Чистое вдохновение спокойно и мудро. Оно не выдергивает человека по ту сторону добра и зла, не бросает в люциферизм. Оно не сворачивает с полдороги в поисках массового успеха. Эта прелесть захватывает и очень одаренных людей – например, Раджниша. Его можно читать – сохраняя готовность отбора зерен от плевел, – но нельзя признать учителем. Другая прелесть – полное недоверие учителям, полное пренебрежение традицией и логикой, основанной на принципах. Я приводил цитату о Божьем следе; вл. Антоний с уважением говорит там о человеческой опытности и призывает отбросить опыт пережитого только тогда, когда неслыханно новое не укладывается ни в какие старые рамки. Приведу это замечательное рассуждение еще раз: «Действия Христовы рождаются изнутри глубинного созерцания, и только из глубин созерцания может родиться деятельность христианина.
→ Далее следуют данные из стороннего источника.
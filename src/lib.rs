// Library for tests to access modules

pub mod budget;
pub mod cloud_repo;
pub mod config;
pub mod controller;
pub mod fleet;
pub mod metrics_repo;
pub mod models;
pub mod observation_repo;
pub mod routes;
pub mod scaling;
pub mod version;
Иначе это будет деятельность, основанная на принципах – нравственных, богословских или любых принципах; но сколь бы ни были они истинны, прекрасны, справедливы, они не соответствуют божественной динамике небывалого, непостижимого, в чем именно характерно действие Божье. Мы, – христиане, призваны жить на большей глубине, жить глубокой внутренней жизнью – но не в смысле обращенности на самих себя. Мы призваны уйти глубже этой обращенности, и самая эта глубина позволит нам вглядеться долго, спокойно, пламенно-чисто в канву истории, канву жизни, и благодаря такому созерцанию, глубокому вглядыванью различить в ней след Божий, нить Ариадны, золотую нить, красную нить, которая укажет, куда Бог ведет нас среди окружающей нас сложной целостности жизни. И тут громадная разница между мудростью (Божеской. – Г.П.) и человеческой опытностью. Опытность – результат прошлого, накопленный человеческий опыт; она обращена к пережитому, опыту более обширному, чем личный опыт, и делает выводы интеллектуально основательные, точные, глубокие. А мудрость поступает «безумно». Мудрость состоит в том, чтобы погрузить свой взор в Бога, погрузить свой взор в жизнь в поисках того, что я только что назвал следом Божьим, и действовать безумно, нелогично, против всякого человеческого разума, как нас учит поступать Бог» (см. «Континент», 1996, № 89).